_Materials provided_
//! Pipeline state machine — explicit states and legal transition guards.
//!
//! The orchestrator calls `advance()` to move between phases. Each call
//! validates the transition and records it, so a finished run carries a
//! complete, replayable account of how it reached its terminal state.

use std::fmt;
use std::time::Instant;

use serde::{Deserialize, Serialize};

/// The set of pipeline phases.
///
/// Every run starts at `Discovery` and terminates at `Resolved` (consensus)
/// or `Exhausted` (round cap). There is no failure terminal: collaborator
/// errors are contained by fallbacks and never end the run.
#[derive(Debug, Clone, Copy, PartialEq, Eq, Hash, Serialize, Deserialize)]
#[serde(rename_all = "snake_case")]
pub enum PipelinePhase {
    /// Querying the capability discovery service.
    Discovery,
    /// Rewriting the task with accumulated feedback.
    Refining,
    /// Running the sequential stage generators.
    Staging,
    /// Concurrent reviewer voting round.
    Voting,
    /// Resolver sub-workflow for persistent gaps.
    Escalating,
    /// Consensus reached — terminal.
    Resolved,
    /// Round cap reached without consensus — terminal, not an error.
    Exhausted,
}

impl PipelinePhase {
    /// Whether this is a terminal phase.
    pub fn is_terminal(self) -> bool {
        matches!(self, Self::Resolved | Self::Exhausted)
    }
}

impl fmt::Display for PipelinePhase {
    fn fmt(&self, f: &mut fmt::Formatter<'_>) -> fmt::Result {
        match self {
            Self::Discovery => write!(f, "discovery"),
            Self::Refining => write!(f, "refining"),
            Self::Staging => write!(f, "staging"),
            Self::Voting => write!(f, "voting"),
            Self::Escalating => write!(f, "escalating"),
            Self::Resolved => write!(f, "resolved"),
            Self::Exhausted => write!(f, "exhausted"),
        }
    }
}

/// Legal transitions between pipeline phases.
///
/// ```text
/// Discovery → Refining
/// Refining → Staging
/// Staging → Voting
/// Voting → Escalating | Refining | Resolved | Exhausted
/// Escalating → Refining | Resolved | Exhausted
/// ```
fn is_legal_transition(from: PipelinePhase, to: PipelinePhase) -> bool {
    use PipelinePhase::*;

    matches!(
        (from, to),
        (Discovery, Refining)
            | (Refining, Staging)
            | (Staging, Voting)
            // After voting: recurring gaps → escalate; else loop or terminate
            | (Voting, Escalating)
            | (Voting, Refining)
            | (Voting, Resolved)
            | (Voting, Exhausted)
            // After escalation: re-validation verdict decides
            | (Escalating, Refining)
            | (Escalating, Resolved)
            | (Escalating, Exhausted)
    )
}

/// A single recorded phase transition.
#[derive(Debug, Clone, Serialize, Deserialize)]
pub struct TransitionRecord {
    pub from: PipelinePhase,
    pub to: PipelinePhase,
    /// Completed voting rounds at the time of transition.
    pub round: u32,
    /// Milliseconds since the machine was created.
    pub elapsed_ms: u64,
    #[serde(default, skip_serializing_if = "Option::is_none")]
    pub reason: Option<String>,
}

/// Error returned when an illegal transition is attempted.
#[derive(Debug, Clone)]
pub struct IllegalTransition {
    pub from: PipelinePhase,
    pub to: PipelinePhase,
}

impl fmt::Display for IllegalTransition {
    fn fmt(&self, f: &mut fmt::Formatter<'_>) -> fmt::Result {
        write!(f, "illegal phase transition: {} → {}", self.from, self.to)
    }
}

impl std::error::Error for IllegalTransition {}

/// The pipeline state machine.
pub struct PipelineMachine {
    current: PipelinePhase,
    round: u32,
    created_at: Instant,
    transitions: Vec<TransitionRecord>,
}

impl PipelineMachine {
    /// Create a new machine starting at `Discovery`.
    pub fn new() -> Self {
        Self {
            current: PipelinePhase::Discovery,
            round: 0,
            created_at: Instant::now(),
            transitions: Vec::new(),
        }
    }

    pub fn current(&self) -> PipelinePhase {
        self.current
    }

    /// Set the round counter (called by the orchestrator loop).
    pub fn set_round(&mut self, round: u32) {
        self.round = round;
    }

    /// Attempt to advance to the next phase.
    pub fn advance(
        &mut self,
        to: PipelinePhase,
        reason: Option<&str>,
    ) -> Result<(), IllegalTransition> {
        if !is_legal_transition(self.current, to) {
            return Err(IllegalTransition {
                from: self.current,
                to,
            });
        }

        tracing::debug!(from = %self.current, to = %to, round = self.round, "Phase transition");

        self.transitions.push(TransitionRecord {
            from: self.current,
            to,
            round: self.round,
            elapsed_ms: self.created_at.elapsed().as_millis() as u64,
            reason: reason.map(String::from),
        });
        self.current = to;
        Ok(())
    }

    pub fn is_terminal(&self) -> bool {
        self.current.is_terminal()
    }

    /// The full transition log.
    pub fn transitions(&self) -> &[TransitionRecord] {
        &self.transitions
    }

    /// Consume the machine, yielding the transition log.
    pub fn into_transitions(self) -> Vec<TransitionRecord> {
        self.transitions
    }
}

impl Default for PipelineMachine {
    fn default() -> Self {
        Self::new()
    }
}

#[cfg(test)]
mod tests {
    use super::*;

    #[test]
    fn test_initial_phase() {
        let m = PipelineMachine::new();
        assert_eq!(m.current(), PipelinePhase::Discovery);
        assert!(!m.is_terminal());
        assert!(m.transitions().is_empty());
    }

    #[test]
    fn test_single_round_consensus_path() {
        let mut m = PipelineMachine::new();
        m.advance(PipelinePhase::Refining, None).unwrap();
        m.advance(PipelinePhase::Staging, None).unwrap();
        m.advance(PipelinePhase::Voting, None).unwrap();
        m.set_round(1);
        m.advance(PipelinePhase::Resolved, Some("3/3 yes votes")).unwrap();

        assert!(m.is_terminal());
        assert_eq!(m.transitions().len(), 4);
        assert_eq!(m.transitions()[3].reason.as_deref(), Some("3/3 yes votes"));
    }

    #[test]
    fn test_loop_back_path() {
        let mut m = PipelineMachine::new();
        m.advance(PipelinePhase::Refining, None).unwrap();
        m.advance(PipelinePhase::Staging, None).unwrap();
        m.advance(PipelinePhase::Voting, None).unwrap();
        m.set_round(1);
        m.advance(PipelinePhase::Refining, Some("no consensus")).unwrap();
        m.advance(PipelinePhase::Staging, None).unwrap();
        m.advance(PipelinePhase::Voting, None).unwrap();
        m.set_round(2);
        m.advance(PipelinePhase::Resolved, None).unwrap();
        assert!(m.is_terminal());
    }

    #[test]
    fn test_escalation_path() {
        let mut m = PipelineMachine::new();
        m.advance(PipelinePhase::Refining, None).unwrap();
        m.advance(PipelinePhase::Staging, None).unwrap();
        m.advance(PipelinePhase::Voting, None).unwrap();
        m.advance(PipelinePhase::Escalating, Some("similarity 1.00")).unwrap();
        m.advance(PipelinePhase::Resolved, Some("resolver validated")).unwrap();
        assert!(m.is_terminal());
    }

    #[test]
    fn test_exhaustion_path() {
        let mut m = PipelineMachine::new();
        m.advance(PipelinePhase::Refining, None).unwrap();
        m.advance(PipelinePhase::Staging, None).unwrap();
        m.advance(PipelinePhase::Voting, None).unwrap();
        m.set_round(3);
        m.advance(PipelinePhase::Exhausted, Some("round cap reached")).unwrap();
        assert!(m.is_terminal());
        assert_eq!(m.current(), PipelinePhase::Exhausted);
    }

    #[test]
    fn test_illegal_skip() {
        let mut m = PipelineMachine::new();
        let err = m.advance(PipelinePhase::Voting, None).unwrap_err();
        assert_eq!(err.from, PipelinePhase::Discovery);
        assert_eq!(err.to, PipelinePhase::Voting);
        assert!(err.to_string().contains("discovery"));
    }

    #[test]
    fn test_terminal_absorbs() {
        let mut m = PipelineMachine::new();
        m.advance(PipelinePhase::Refining, None).unwrap();
        m.advance(PipelinePhase::Staging, None).unwrap();
        m.advance(PipelinePhase::Voting, None).unwrap();
        m.advance(PipelinePhase::Resolved, None).unwrap();

        assert!(m.advance(PipelinePhase::Refining, None).is_err());
        assert!(m.advance(PipelinePhase::Exhausted, None).is_err());
    }

    #[test]
    fn test_no_backward_transition() {
        let mut m = PipelineMachine::new();
        m.advance(PipelinePhase::Refining, None).unwrap();
        assert!(m.advance(PipelinePhase::Discovery, None).is_err());
    }

    #[test]
    fn test_record_serde_roundtrip() {
        let record = TransitionRecord {
            from: PipelinePhase::Voting,
            to: PipelinePhase::Escalating,
            round: 3,
            elapsed_ms: 42,
            reason: Some("similarity 0.40".into()),
        };
        let json = serde_json::to_string(&record).unwrap();
        assert!(json.contains("\"voting\""));
        let back: TransitionRecord = serde_json::from_str(&json).unwrap();
        assert_eq!(back.from, PipelinePhase::Voting);
        assert_eq!(back.to, PipelinePhase::Escalating);
        assert_eq!(back.round, 3);
    }

    #[test]
    fn test_phase_display() {
        assert_eq!(PipelinePhase::Discovery.to_string(), "discovery");
        assert_eq!(PipelinePhase::Exhausted.to_string(), "exhausted");
    }
}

_Your goal_
Please filter the listing down to lines that include the word "matches".

_Solution below_
        matches!(self, Self::Resolved | Self::Exhausted)
    matches!(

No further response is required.